A Pele, A Cinza e A Raiz.

1. La Cendre (Le Minimalisme)
Tudo começou com uma perda. O incêndio da minha infância queimou o supérfluo. Dessa cinza nasceu um minimalismo vital: a necessidade de criar apenas com o essencial, com o que resiste. O papelão recuperado, esse “resíduo” nobre, tornou-se minha homenagem a essa resiliência.

2. La Peau (La Frontière)
Antes da pintura, houve a tatuagem. Aprendi que a pele é uma fronteira. Na França, minha pele morena fazia de mim uma “pergunta”. No Brasil, sou a “Francesa”. Entre dois, busquei meu lugar.

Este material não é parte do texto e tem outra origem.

//! Orientation and vector helpers.
//!
//! Every direction test in the controller goes through [`ParallelThresholds`]
//! so that "parallel" and "orthogonal" share one tolerance per agent.

use bevy::prelude::*;

/// Values below this are treated as zero for lengths and dot products.
pub const KINDA_SMALL_NUMBER: f32 = 1.0e-4;

/// Values below this are treated as zero for squared lengths.
pub const SMALL_NUMBER: f32 = 1.0e-8;

/// Local X axis of a rotation.
#[inline]
pub fn axis_x(rotation: Quat) -> Vec3 {
    rotation * Vec3::X
}

/// Local Y axis of a rotation.
#[inline]
pub fn axis_y(rotation: Quat) -> Vec3 {
    rotation * Vec3::Y
}

/// Local Z axis of a rotation.
#[inline]
pub fn axis_z(rotation: Quat) -> Vec3 {
    rotation * Vec3::Z
}

/// The capsule "up" axis (local +Y).
#[inline]
pub fn up_axis(rotation: Quat) -> Vec3 {
    axis_y(rotation)
}

/// Cosine thresholds derived from a tolerance angle in degrees.
#[derive(Reflect, Debug, Clone, Copy, PartialEq)]
pub struct ParallelThresholds {
    /// Tolerance angle in degrees, clamped to `[0.25, 1.0]`.
    pub angle: f32,
    /// Vectors are parallel when `|a·b| >= parallel_cos`.
    pub parallel_cos: f32,
    /// Vectors are orthogonal when `|a·b| <= orthogonal_cos`.
    pub orthogonal_cos: f32,
}

impl Default for ParallelThresholds {
    fn default() -> Self {
        Self::from_angle(1.0)
    }
}

impl ParallelThresholds {
    pub const MIN_ANGLE: f32 = 0.25;
    pub const MAX_ANGLE: f32 = 1.0;

    pub fn from_angle(angle: f32) -> Self {
        let angle = angle.clamp(Self::MIN_ANGLE, Self::MAX_ANGLE);
        Self {
            angle,
            parallel_cos: angle.to_radians().cos(),
            orthogonal_cos: (90.0 - angle).to_radians().cos(),
        }
    }

    /// Angle between the vectors is close to 0°.
    #[inline]
    pub fn coincident(&self, a: Vec3, b: Vec3) -> bool {
        a.dot(b) >= self.parallel_cos
    }

    /// Angle between the vectors is close to 180°.
    #[inline]
    pub fn opposite(&self, a: Vec3, b: Vec3) -> bool {
        a.dot(b) <= -self.parallel_cos
    }

    /// Angle between the vectors is close to 0° or 180°.
    #[inline]
    pub fn parallel(&self, a: Vec3, b: Vec3) -> bool {
        a.dot(b).abs() >= self.parallel_cos
    }

    /// Angle between the vectors is close to 90°.
    #[inline]
    pub fn orthogonal(&self, a: Vec3, b: Vec3) -> bool {
        a.dot(b).abs() <= self.orthogonal_cos
    }
}

/// Builds a rotation whose up axis is `up`, keeping as much of `rotation` as
/// possible.
///
/// When the current up axis is not parallel to `up` the shortest arc between
/// them is prepended to `rotation`. When they are anti-parallel the shortest
/// arc is ambiguous, so the basis is rebuilt from `up` and the current X
/// axis instead.
pub fn make_from_up_quat(up: Vec3, rotation: Quat, thresholds: &ParallelThresholds) -> Quat {
    let current_up = up_axis(rotation);
    if !thresholds.parallel(current_up, up) {
        return (find_between_normals(current_up, up) * rotation).normalize();
    }

    let x = axis_x(rotation);
    let z = x.cross(up).normalize_or_zero();
    if z == Vec3::ZERO {
        return Quat::from_rotation_arc(Vec3::Y, up);
    }
    let x = up.cross(z);
    Quat::from_mat3(&Mat3::from_cols(x, up, z)).normalize()
}

/// Shortest rotation taking unit vector `from` onto unit vector `to`.
#[inline]
pub fn find_between_normals(from: Vec3, to: Vec3) -> Quat {
    Quat::from_rotation_arc(from, to)
}

/// Removes the component of `v` along the unit `normal`.
#[inline]
pub fn plane_project(v: Vec3, normal: Vec3) -> Vec3 {
    v - normal * v.dot(normal)
}

/// Projects `point` onto the plane through `base` with unit `normal`.
#[inline]
pub fn project_point_on_plane(point: Vec3, base: Vec3, normal: Vec3) -> Vec3 {
    point - normal * (point - base).dot(normal)
}

/// Closest point to `point` on the infinite line through `a` and `b`.
pub fn closest_point_on_line(a: Vec3, b: Vec3, point: Vec3) -> Vec3 {
    let dir = b - a;
    let len_sq = dir.length_squared();
    if len_sq < SMALL_NUMBER {
        return a;
    }
    a + dir * ((point - a).dot(dir) / len_sq)
}

/// Closest point to `point` on the segment `[a, b]`.
pub fn closest_point_on_segment(a: Vec3, b: Vec3, point: Vec3) -> Vec3 {
    let dir = b - a;
    let len_sq = dir.length_squared();
    if len_sq < SMALL_NUMBER {
        return a;
    }
    a + dir * ((point - a).dot(dir) / len_sq).clamp(0.0, 1.0)
}

/// Closest point to `point` inside the axis-aligned box `origin ± extent`.
#[inline]
pub fn closest_point_on_box(origin: Vec3, extent: Vec3, point: Vec3) -> Vec3 {
    let extent = extent.abs();
    point.clamp(origin - extent, origin + extent)
}

/// Closest points between segments `[p1, q1]` and `[p2, q2]` as
/// `(on_first, on_second)`.
pub fn closest_points_between_segments(p1: Vec3, q1: Vec3, p2: Vec3, q2: Vec3) -> (Vec3, Vec3) {
    let d1 = q1 - p1;
    let d2 = q2 - p2;
    let r = p1 - p2;
    let a = d1.length_squared();
    let e = d2.length_squared();
    let f = d2.dot(r);

    let (s, t) = if a <= SMALL_NUMBER && e <= SMALL_NUMBER {
        (0.0, 0.0)
    } else if a <= SMALL_NUMBER {
        (0.0, (f / e).clamp(0.0, 1.0))
    } else {
        let c = d1.dot(r);
        if e <= SMALL_NUMBER {
            ((-c / a).clamp(0.0, 1.0), 0.0)
        } else {
            let b = d1.dot(d2);
            let denom = a * e - b * b;
            let mut s = if denom > SMALL_NUMBER {
                ((b * f - c * e) / denom).clamp(0.0, 1.0)
            } else {
                0.0
            };
            let mut t = (b * s + f) / e;
            if t < 0.0 {
                t = 0.0;
                s = (-c / a).clamp(0.0, 1.0);
            } else if t > 1.0 {
                t = 1.0;
                s = ((b - c) / a).clamp(0.0, 1.0);
            }
            (s, t)
        }
    };
    (p1 + d1 * s, p2 + d2 * t)
}

/// Twist part of `rotation` about the unit `axis`.
pub fn twist_about(rotation: Quat, axis: Vec3) -> Quat {
    let v = Vec3::new(rotation.x, rotation.y, rotation.z);
    let projected = axis * v.dot(axis);
    let twist = Quat::from_xyzw(projected.x, projected.y, projected.z, rotation.w);
    if twist.length_squared() < SMALL_NUMBER {
        Quat::IDENTITY
    } else {
        twist.normalize()
    }
}

#[cfg(test)]
mod tests {
    use super::*;
    use approx::assert_relative_eq;

    // ==================== Threshold Tests ====================

    #[test]
    fn thresholds_clamp_angle() {
        assert_eq!(ParallelThresholds::from_angle(5.0).angle, 1.0);
        assert_eq!(ParallelThresholds::from_angle(0.0).angle, 0.25);
    }

    #[test]
    fn thresholds_precompute_cosines() {
        let t = ParallelThresholds::from_angle(1.0);
        assert_relative_eq!(t.parallel_cos, 1.0_f32.to_radians().cos());
        assert_relative_eq!(t.orthogonal_cos, 89.0_f32.to_radians().cos());
    }

    #[test]
    fn classification_of_vectors() {
        let t = ParallelThresholds::default();
        assert!(t.coincident(Vec3::Y, Vec3::Y));
        assert!(t.opposite(Vec3::Y, Vec3::NEG_Y));
        assert!(t.parallel(Vec3::Y, Vec3::NEG_Y));
        assert!(!t.coincident(Vec3::Y, Vec3::NEG_Y));
        assert!(t.orthogonal(Vec3::Y, Vec3::X));
        assert!(!t.orthogonal(Vec3::Y, Vec3::new(0.3, 1.0, 0.0).normalize()));
    }

    // ==================== Rotation Tests ====================

    #[test]
    fn make_from_up_keeps_up() {
        let t = ParallelThresholds::default();
        let up = Vec3::new(1.0, 1.0, 0.0).normalize();
        let q = make_from_up_quat(up, Quat::IDENTITY, &t);
        assert_relative_eq!(up_axis(q).dot(up), 1.0, epsilon = 1e-5);
    }

    #[test]
    fn make_from_up_handles_flip() {
        let t = ParallelThresholds::default();
        let q = make_from_up_quat(Vec3::NEG_Y, Quat::IDENTITY, &t);
        assert_relative_eq!(up_axis(q).dot(Vec3::NEG_Y), 1.0, epsilon = 1e-5);
        // The X axis survives the flip.
        assert_relative_eq!(axis_x(q).dot(Vec3::X), 1.0, epsilon = 1e-5);
        assert!(!q.is_nan());
    }

    #[test]
    fn twist_extracts_rotation_about_axis() {
        let yaw = Quat::from_rotation_y(0.5);
        let pitch = Quat::from_rotation_x(0.3);
        let twist = twist_about(yaw * pitch, Vec3::Y);
        let (axis, _) = twist.to_axis_angle();
        assert_relative_eq!(axis.dot(Vec3::Y).abs(), 1.0, epsilon = 1e-4);
    }

    // ==================== Projection Tests ====================

    #[test]
    fn closest_points_on_line_and_segment() {
        let a = Vec3::ZERO;
        let b = Vec3::X;
        let p = Vec3::new(3.0, 2.0, 0.0);
        assert_eq!(closest_point_on_line(a, b, p), Vec3::new(3.0, 0.0, 0.0));
        assert_eq!(closest_point_on_segment(a, b, p), Vec3::X);
    }

    #[test]
    fn closest_point_on_box_clamps() {
        let p = closest_point_on_box(Vec3::ZERO, Vec3::ONE, Vec3::new(5.0, 0.5, -3.0));
        assert_eq!(p, Vec3::new(1.0, 0.5, -1.0));
    }

    #[test]
    fn segment_pair_closest_points() {
        let (a, b) = closest_points_between_segments(
            Vec3::new(-1.0, 0.0, 0.0),
            Vec3::new(1.0, 0.0, 0.0),
            Vec3::new(0.0, -1.0, 1.0),
            Vec3::new(0.0, 1.0, 1.0),
        );
        assert_relative_eq!(a.distance(Vec3::ZERO), 0.0, epsilon = 1e-6);
        assert_relative_eq!(b.distance(Vec3::Z), 0.0, epsilon = 1e-6);
    }

    #[test]
    fn plane_projection_removes_normal_component() {
        let v = plane_project(Vec3::new(1.0, 2.0, 3.0), Vec3::Y);
        assert_eq!(v, Vec3::new(1.0, 0.0, 3.0));
        let p = project_point_on_plane(Vec3::new(1.0, 5.0, 0.0), Vec3::new(0.0, 2.0, 0.0), Vec3::Y);
        assert_eq!(p, Vec3::new(1.0, 2.0, 0.0));
    }
}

Pintar olhares é minha maneira de dizer: “Estou aqui. Sou complexa.” Minha arte é uma busca para provar que a identidade não se lê na superfície, mas na profundidade do olhar.

3. La Racine (La Réconciliation)
A viagem me trouxe aqui, a João Pessoa. Encontrei minha resposta na madeira. O papelão (o efêmero, o cotidiano) encontra a madeira (o ancestral, o permanente). Gravo para inscrever definitivamente esta união indelével: sou isto E aquilo. França E Brasil.